Provision for Loan Losses. The allowance for loan losses is established through a provision for loan losses based on management’s evaluation of the risk inherent in the loan portfolio and the general economy. Such evaluation considers numerous factors, including general economic conditions, loan portfolio composition, prior loss experience, the estimated fair value of the underlying collateral and other factors that warrant recognition in providing for an adequate loan loss allowance. The Bank determined that an additional $600,000 provision for loan losses was required for the six months ended June 30, 2005 and 2004.
Non-Interest Income.There was an increase in non-interest income of approximately $800,000 for the six-month period ending June 30, 2005 as compared to the same period in 2004. This increase is the result of income on demand deposit accounts and gains on the sale of securities, primarily due to a $328,800 gain on the sale of stock in Intrieve, Inc., the Company’s data processor, to Harland Financial Services.

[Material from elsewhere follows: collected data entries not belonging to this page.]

//! Wallet value types shared by state, backend and frame messages

use serde::{Deserialize, Serialize};

#[derive(Debug, Clone, PartialEq, Eq, Serialize, Deserialize)]
pub struct AccountInfo {
    pub address: String,
    pub name: String,
}

impl AccountInfo {
    pub fn new(address: impl Into<String>, name: impl Into<String>) -> Self {
        Self {
            address: address.into(),
            name: name.into(),
        }
    }
}

/// Backend-side status of a transaction.
#[derive(Debug, Clone, Copy, PartialEq, Eq, Hash, Default, Serialize, Deserialize)]
#[serde(rename_all = "snake_case")]
pub enum TxStatus {
    #[default]
    Unapproved,
    Approved,
    Rejected,
    Submitted,
    Confirmed,
    Error,
    Dropped,
}

impl TxStatus {
    /// Waiting for the user to approve or reject.
    pub fn is_pending(self) -> bool {
        self == TxStatus::Unapproved
    }
}

#[derive(Debug, Clone, PartialEq, Eq, Default, Serialize, Deserialize)]
pub struct TransactionInfo {
    pub id: String,
    pub from_address: String,
    pub chain_id: String,
    pub status: TxStatus,
    /// Transactions of one group must be approved in creation order.
    #[serde(default)]
    pub group_id: Option<String>,
    /// Creation time, milliseconds since the epoch.
    pub created_time: u64,
    /// Hex (`0x5208`) or decimal quantity.
    pub gas_limit: String,
    /// Gas price in wei, hex or decimal.
    pub gas_price: String,
}

/// EIP-1559 fee suggestions from the backend. Missing values stay `None`.
#[derive(Debug, Clone, PartialEq, Eq, Default, Serialize, Deserialize)]
pub struct GasEstimation {
    pub slow_max_priority_fee_per_gas: Option<String>,
    pub avg_max_priority_fee_per_gas: Option<String>,
    pub fast_max_priority_fee_per_gas: Option<String>,
    pub base_fee_per_gas: Option<String>,
}

/// Metadata shown by the NFT display frame.
#[derive(Debug, Clone, PartialEq, Eq, Default, Serialize, Deserialize)]
#[serde(rename_all = "camelCase")]
pub struct NftMetadata {
    pub contract_address: String,
    pub token_id: String,
    pub name: String,
    pub description: String,
    pub image_url: String,
    pub chain_name: String,
}

/// Portfolio chart range on the wallet page.
#[derive(Debug, Clone, Copy, PartialEq, Eq, Default, Serialize, Deserialize)]
#[serde(rename_all = "snake_case")]
pub enum Timeline {
    OneHour,
    #[default]
    OneDay,
    OneWeek,
    OneMonth,
    OneYear,
    All,
}

/// Panel screen currently shown.
#[derive(Debug, Clone, Copy, PartialEq, Eq, Default, Serialize, Deserialize)]
#[serde(rename_all = "snake_case")]
pub enum PanelView {
    #[default]
    Main,
    Accounts,
    Transactions,
    ApproveTransaction,
}

/// Wallet recovery phrase. Never printed, never persisted.
#[derive(Clone, PartialEq, Eq)]
pub struct RecoveryPhrase(String);

impl RecoveryPhrase {
    pub fn new(phrase: impl Into<String>) -> Self {
        Self(phrase.into())
    }

    pub fn expose(&self) -> &str {
        &self.0
    }

    pub fn word_count(&self) -> usize {
        self.0.split_whitespace().count()
    }
}

impl std::fmt::Debug for RecoveryPhrase {
    fn fmt(&self, f: &mut std::fmt::Formatter<'_>) -> std::fmt::Result {
        write!(f, "RecoveryPhrase({} words)", self.word_count())
    }
}
//! Native push events and their translation into actions
//!
//! The native boundary is a message channel: a service holds an
//! [`EventSender`] and pushes tagged events; the surface owns the matching
//! [`EventReceiver`] and hands it to the [`ObserverBridge`], which translates
//! each event into an action in delivery order.
//!
//! # Example
//!
//! ```ignore
//! let (sender, receiver) = event_channel::<KeyringEvent>();
//! keyring.add_observer(sender);
//!
//! runtime.subscriptions().observe("keyring", receiver, |event| match event {
//!     KeyringEvent::Locked => Some(Action::KeyringLocked),
//!     KeyringEvent::Unlocked => Some(Action::KeyringUnlocked),
//!     _ => None,
//! });
//! ```

use std::fmt::Debug;

use tokio::sync::mpsc;

/// An immutable notification pushed by a native service.
pub trait NativeEvent: Debug + Send + 'static {
    /// Event name for logging.
    fn name(&self) -> &'static str;
}

/// Create a FIFO event channel between a native service and a surface.
pub fn event_channel<Ev>() -> (EventSender<Ev>, EventReceiver<Ev>) {
    let (tx, rx) = mpsc::unbounded_channel();
    (EventSender { tx }, EventReceiver { rx })
}

/// Sending half, held by the native side.
///
/// Fire-and-forget: pushing never blocks and needs no acknowledgment.
#[derive(Debug)]
pub struct EventSender<Ev> {
    tx: mpsc::UnboundedSender<Ev>,
}

impl<Ev> Clone for EventSender<Ev> {
    fn clone(&self) -> Self {
        Self {
            tx: self.tx.clone(),
        }
    }
}

impl<Ev> EventSender<Ev> {
    /// Push an event. Returns `false` once the surface stopped observing.
    pub fn send(&self, event: Ev) -> bool {
        self.tx.send(event).is_ok()
    }

    /// Whether the receiving surface is gone.
    pub fn is_closed(&self) -> bool {
        self.tx.is_closed()
    }
}

/// Receiving half, owned by the surface.
#[derive(Debug)]
pub struct EventReceiver<Ev> {
    rx: mpsc::UnboundedReceiver<Ev>,
}

impl<Ev> EventReceiver<Ev> {
    /// Wait for the next event.
    pub async fn recv(&mut self) -> Option<Ev> {
        self.rx.recv().await
    }

    /// Take an already delivered event without waiting.
    pub fn try_recv(&mut self) -> Option<Ev> {
        self.rx.try_recv().ok()
    }

    /// Stream of events in delivery order.
    #[cfg(feature = "subscriptions")]
    pub fn into_stream(self) -> tokio_stream::wrappers::UnboundedReceiverStream<Ev> {
        tokio_stream::wrappers::UnboundedReceiverStream::new(self.rx)
    }
}

#[cfg(feature = "subscriptions")]
pub use bridge::ObserverBridge;

#[cfg(feature = "subscriptions")]
mod bridge {
    use tokio_stream::StreamExt;

    use super::{EventReceiver, NativeEvent};
    use crate::subscriptions::{SubKey, Subscriptions};
    use crate::Action;

    fn key(service: &str) -> SubKey {
        SubKey::new(format!("observer:{service}"))
    }

    /// Registers per-service event translations on a surface's subscriptions.
    ///
    /// Each service gets its own keyed stream subscription: events from one
    /// service are forwarded in order, events from different services
    /// interleave in no particular order.
    pub trait ObserverBridge<A: Action> {
        /// Translate every event from `events` into an action.
        ///
        /// Events for which `translate` returns `None` are ignored. Observing
        /// a service again replaces the previous registration.
        fn observe<Ev, F>(&mut self, service: &str, events: EventReceiver<Ev>, translate: F) -> &mut Self
        where
            Ev: NativeEvent,
            F: Fn(Ev) -> Option<A> + Send + 'static;

        /// Stop observing a service, dropping its receiver.
        fn unobserve(&mut self, service: &str);

        fn is_observing(&self, service: &str) -> bool;
    }

    impl<A: Action> ObserverBridge<A> for Subscriptions<A> {
        fn observe<Ev, F>(&mut self, service: &str, events: EventReceiver<Ev>, translate: F) -> &mut Self
        where
            Ev: NativeEvent,
            F: Fn(Ev) -> Option<A> + Send + 'static,
        {
            let service_name = service.to_string();
            let actions = events.into_stream().filter_map(move |event| {
                let name = event.name();
                let action = translate(event);
                if action.is_none() {
                    tracing::trace!(service = %service_name, event = name, "Ignoring untranslated event");
                }
                action
            });
            tracing::debug!(service, "Observing native service");
            self.stream(key(service), actions)
        }

        fn unobserve(&mut self, service: &str) {
            tracing::debug!(service, "No longer observing native service");
            self.cancel(&key(service));
        }

        fn is_observing(&self, service: &str) -> bool {
            self.is_active(&key(service))
        }
    }
}
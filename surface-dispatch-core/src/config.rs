//! Per-surface configuration

use std::time::Duration;

use serde::Deserialize;

use crate::logging::ActionLoggerConfig;

fn default_poll_interval_ms() -> u64 {
    15_000
}

fn default_persist() -> bool {
    true
}

/// Configuration of one mounted surface.
///
/// Every field has a default, so `{}` and `{"name": "wallet-panel"}` are
/// both valid.
#[derive(Debug, Clone, PartialEq, Eq, Deserialize)]
pub struct SurfaceConfig {
    #[serde(default)]
    pub name: String,

    /// Durable storage key. Defaults to `persist:<name>`.
    #[serde(default)]
    storage_key: Option<String>,

    /// Balance and gas estimate refresh interval.
    #[serde(default = "default_poll_interval_ms")]
    pub poll_interval_ms: u64,

    /// Whether allow-listed state is written to storage.
    #[serde(default = "default_persist")]
    pub persist: bool,

    #[serde(default)]
    pub log: ActionLoggerConfig,
}

impl Default for SurfaceConfig {
    fn default() -> Self {
        Self::named("surface")
    }
}

impl SurfaceConfig {
    pub fn named(name: impl Into<String>) -> Self {
        Self {
            name: name.into(),
            storage_key: None,
            poll_interval_ms: default_poll_interval_ms(),
            persist: default_persist(),
            log: ActionLoggerConfig::default(),
        }
    }

    pub fn from_json(json: &str) -> Result<Self, serde_json::Error> {
        serde_json::from_str(json)
    }

    pub fn storage_key(&self) -> String {
        self.storage_key
            .clone()
            .unwrap_or_else(|| format!("persist:{}", self.name))
    }

    pub fn with_storage_key(mut self, key: impl Into<String>) -> Self {
        self.storage_key = Some(key.into());
        self
    }

    pub fn with_poll_interval(mut self, interval: Duration) -> Self {
        self.poll_interval_ms = interval.as_millis() as u64;
        self
    }

    pub fn poll_interval(&self) -> Duration {
        Duration::from_millis(self.poll_interval_ms)
    }
}

#[cfg(test)]
mod tests {
    use super::*;

    #[test]
    fn test_defaults_from_empty_json() {
        let config = SurfaceConfig::from_json(r#"{"name":"wallet-panel"}"#).unwrap();
        assert_eq!(config.storage_key(), "persist:wallet-panel");
        assert_eq!(config.poll_interval(), Duration::from_secs(15));
        assert!(config.persist);
        assert_eq!(config.log, ActionLoggerConfig::default());
    }

    #[test]
    fn test_overrides() {
        let config = SurfaceConfig::from_json(
            r#"{"name":"wallet-page","storage_key":"page","poll_interval_ms":500,"persist":false,"log":{"exclude":[]}}"#,
        )
        .unwrap();
        assert_eq!(config.storage_key(), "page");
        assert_eq!(config.poll_interval_ms, 500);
        assert!(!config.persist);
        assert!(config.log.should_log("PollTick"));
    }

    #[test]
    fn test_builder() {
        let config = SurfaceConfig::named("panel")
            .with_poll_interval(Duration::from_millis(250))
            .with_storage_key("custom");
        assert_eq!(config.poll_interval_ms, 250);
        assert_eq!(config.storage_key(), "custom");
    }
}
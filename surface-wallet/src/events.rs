//! Translation of native wallet events into actions

use crate::action::WalletAction;
use crate::backend::{JsonRpcEvent, KeyringEvent, TxEvent, WalletEvent};

/// Map a pushed event to the action that applies it.
///
/// Events the surfaces do not track return `None` and are ignored.
pub fn translate_wallet_event(event: WalletEvent) -> Option<WalletAction> {
    let action = match event {
        WalletEvent::Keyring(event) => match event {
            KeyringEvent::Locked => WalletAction::WalletLocked,
            KeyringEvent::Unlocked => WalletAction::WalletUnlocked,
            // Carries no payload; refetch the full list
            KeyringEvent::AccountsChanged => WalletAction::AccountsFetch,
            KeyringEvent::SelectedAccountChanged { address } => {
                WalletAction::SelectedAccountChanged { address }
            }
            KeyringEvent::BackedUp => WalletAction::WalletBackedUp,
            KeyringEvent::AutoLockMinutesChanged => return None,
        },
        WalletEvent::Tx(event) => match event {
            TxEvent::NewUnapproved(tx) => WalletAction::NewUnapprovedTx(tx),
            TxEvent::UnapprovedUpdated(tx) => WalletAction::UnapprovedTxUpdated(tx),
            TxEvent::StatusChanged(tx) => WalletAction::TransactionStatusChanged(tx),
        },
        WalletEvent::JsonRpc(event) => match event {
            JsonRpcEvent::ChainChanged { chain_id } => WalletAction::ChainChanged { chain_id },
            JsonRpcEvent::BalanceChanged { address, balance } => {
                WalletAction::BalanceChanged { address, balance }
            }
            // Fee suggestions differ between fee models
            JsonRpcEvent::Eip1559Changed { .. } => WalletAction::GasEstimatesFetch,
        },
    };
    Some(action)
}
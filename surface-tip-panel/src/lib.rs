//! surface-tip-panel: creator tipping panel surface
//!
//! A single `tip_panel` slice fed by rewards events: the creator's banner
//! and payout wallets, the user's rewards wallet, and global tipping
//! parameters. Mounting asks the browser to show the panel once.
//!
//! # Example
//! ```ignore
//! use surface_dispatch::{RemoteProxy, SurfaceConfig};
//! use surface_tip_panel::{mount_tip_panel, MockTipPanel, MockTipPanelFactory};
//!
//! let mut proxy = RemoteProxy::connect(MockTipPanelFactory::new(MockTipPanel::new()));
//! let mut panel = mount_tip_panel(&SurfaceConfig::named("tip-panel"), &mut proxy)?;
//! while panel.state().tip_panel.loading {
//!     panel.next().await;
//! }
//! println!("{:?}", panel.state().tip_panel.form_status());
//! ```

pub mod action;
pub mod backend;
pub mod mock;
pub mod model;
pub mod surface;

pub use action::TipPanelAction;
pub use backend::{
    translate_tip_panel_event, TipPanelEvent, TipPanelFactory, TipPanelHandler, TIP_PANEL_SERVICE,
};
pub use mock::{MockTipPanel, MockTipPanelFactory};
pub use model::{
    CreatorBanner, CreatorWallet, ExternalWalletProvider, GlobalState, RewardsUser, TipFormStatus,
    TipPanelSlices, TipPanelState, TipPanelTree,
};
pub use surface::{mount_tip_panel, reduce_tip_panel, TipPanelEffect, TipPanelEffects, TipPanelRuntime};
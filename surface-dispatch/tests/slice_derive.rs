//! Tests for #[derive(Slice)] and #[derive(StateTree)]

use std::cell::RefCell;
use std::rc::Rc;

use serde_json::{json, Value};
use surface_dispatch::persist::FallbackReason;
use surface_dispatch::{
    merge, HasSlice, MemoryStorage, Persist, PersistTree, Persistor, Slice, SlicePatch, StateTree,
    Storage, Store,
};

#[derive(surface_dispatch::Slice, Clone, Debug, Default, PartialEq)]
#[slice(name = "account")]
struct Account {
    #[slice(persist)]
    balance: u64,
    secret: String,
}

#[derive(surface_dispatch::Slice, Clone, Debug, Default, PartialEq)]
#[slice(name = "view")]
struct View {
    scroll: usize,
    expanded: bool,
}

surface_dispatch::bitflags::bitflags! {
    #[derive(Debug, Clone, Copy, PartialEq, Eq, Default)]
    struct Slices: u8 {
        const ACCOUNT = 1 << 0;
        const VIEW = 1 << 1;
    }
}

#[derive(surface_dispatch::StateTree, Clone, Debug, Default)]
#[tree(changes = "Slices", persist)]
struct Tree {
    #[tree(flag = "ACCOUNT")]
    account: Account,
    #[tree(flag = "VIEW")]
    view: View,
}

#[test]
fn test_slice_name_and_allow_list() {
    assert_eq!(Account::NAME, "account");
    assert_eq!(Account::ALLOW_LIST, &["balance"]);
    assert!(View::ALLOW_LIST.is_empty());
}

#[test]
fn test_patch_is_empty() {
    assert!(AccountPatch::default().is_empty());
    let patch = AccountPatch {
        secret: Some("x".into()),
        ..Default::default()
    };
    assert!(!patch.is_empty());
}

#[test]
fn test_merge_sets_exactly_present_fields() {
    let mut account = Account {
        balance: 5,
        secret: "keep".into(),
    };

    let changed = account.merge(AccountPatch {
        balance: Some(7),
        ..Default::default()
    });
    assert!(changed);
    assert_eq!(account.balance, 7);
    assert_eq!(account.secret, "keep");

    // Same value again is not a change
    assert!(!account.merge(AccountPatch {
        balance: Some(7),
        ..Default::default()
    }));
}

#[test]
fn test_dehydrate_drops_fields_outside_allow_list() {
    let account = Account {
        balance: 10,
        secret: "x".into(),
    };
    assert_eq!(Value::Object(account.dehydrate()), json!({ "balance": 10 }));
}

#[test]
fn test_rehydrate_resets_unlisted_fields() {
    let restored = Account::rehydrate(&json!({ "balance": 10, "secret": "leaked" }));
    assert_eq!(
        restored.value,
        Account {
            balance: 10,
            secret: String::new(),
        }
    );
    assert!(restored.fallbacks.is_empty());
}

#[test]
fn test_rehydrate_invalid_field_falls_back() {
    let restored = Account::rehydrate(&json!({ "balance": "lots" }));
    assert_eq!(restored.value, Account::default());
    assert_eq!(restored.fallbacks.len(), 1);
    assert_eq!(restored.fallbacks[0].field, "balance");
    assert!(matches!(
        restored.fallbacks[0].reason,
        FallbackReason::Invalid(_)
    ));
}

#[test]
fn test_state_tree_flags() {
    assert_eq!(<Tree as HasSlice<Account>>::FLAG, Slices::ACCOUNT);
    assert_eq!(<Tree as HasSlice<View>>::FLAG, Slices::VIEW);
    // Only slices with a non-empty allow-list are persisted
    assert_eq!(Tree::persisted_slices(), Slices::ACCOUNT);
}

#[test]
fn test_tree_blob_omits_unpersisted_slices() {
    let tree = Tree {
        account: Account {
            balance: 3,
            secret: "s".into(),
        },
        view: View {
            scroll: 9,
            expanded: true,
        },
    };
    assert_eq!(
        Value::Object(tree.dehydrate()),
        json!({ "account": { "balance": 3 } })
    );
}

#[test]
fn test_set_state_merge_reports_touched_slices() {
    let store = Store::new(Tree::default());
    let seen: Rc<RefCell<Vec<Slices>>> = Rc::default();
    let s = seen.clone();
    let _handle = store.add_listener(move |change| s.borrow_mut().push(change.changed));

    let changed = store.set_state(merge(ViewPatch {
        scroll: Some(4),
        ..Default::default()
    }));
    assert_eq!(changed, Slices::VIEW);

    // No-op patch: no notification
    let changed = store.set_state(merge(ViewPatch {
        scroll: Some(4),
        ..Default::default()
    }));
    assert_eq!(changed, Slices::empty());

    store.set_state(merge(AccountPatch {
        secret: Some("x".into()),
        ..Default::default()
    }));

    assert_eq!(*seen.borrow(), vec![Slices::VIEW, Slices::ACCOUNT]);
    assert_eq!(store.state().view.scroll, 4);
    assert_eq!(store.state().account.secret, "x");
}

#[test]
fn test_merge_sequence_matches_sequential_field_writes() {
    let patches = vec![
        AccountPatch {
            balance: Some(1),
            ..Default::default()
        },
        AccountPatch {
            secret: Some("a".into()),
            ..Default::default()
        },
        AccountPatch {
            balance: Some(2),
            secret: Some("b".into()),
        },
        AccountPatch::default(),
    ];

    let store = Store::new(Tree::default());
    let mut expected = Account::default();
    for patch in patches {
        if let Some(balance) = patch.balance {
            expected.balance = balance;
        }
        if let Some(secret) = patch.secret.clone() {
            expected.secret = secret;
        }
        store.set_state(merge(patch));
        assert_eq!(store.state().account, expected);
    }
}

#[test]
fn test_persistor_round_trip_with_derived_tree() {
    let storage = MemoryStorage::new();
    let persistor = Rc::new(Persistor::<Tree>::new("persist:test", storage.clone()));
    let store = Store::new(persistor.rehydrate().value);
    let _listener = persistor.attach(&store);

    store.set_state(merge(AccountPatch {
        balance: Some(42),
        secret: Some("never stored".into()),
    }));
    store.set_state(merge(ViewPatch {
        expanded: Some(true),
        ..Default::default()
    }));

    let raw = storage.load("persist:test").unwrap().unwrap();
    let stored: Value = serde_json::from_str(&raw).unwrap();
    assert_eq!(stored, json!({ "account": { "balance": 42 } }));

    let restored = Persistor::<Tree>::new("persist:test", storage).rehydrate().value;
    assert_eq!(restored.account.balance, 42);
    assert_eq!(restored.account.secret, "");
    assert_eq!(restored.view, View::default());
}

#[test]
fn test_tree_implements_state_tree() {
    fn assert_tree<T: StateTree<Changes = Slices>>() {}
    assert_tree::<Tree>();
}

Gains on the sales of securities increased from $174,000 at June 30, 2004 to $363,000 at June 30, 2005. Service charge income increased approximately $265,000 from $835,000 for the six months ended June 30, 2004 to $1.1 million for the six months ended June 30, 2005.
Non-Interest Expenses. There was an increase in total non-interest expenses of approximately $700,000 for the six months ended June 30, 2005 compared to the same period in 2004. Operating expenses have increased due to staffing requirements. Other operating expenses have increased due to increased fees associated with staff and compliance associated with requirements under the Sarbanes-Oxley Act of 2002, as well as increased professional and marketing expenses.
Income Taxes. The effective tax rate for the six months ended June 30, 2005 was 30.0%, compared to 33.1% for the same period in 2004.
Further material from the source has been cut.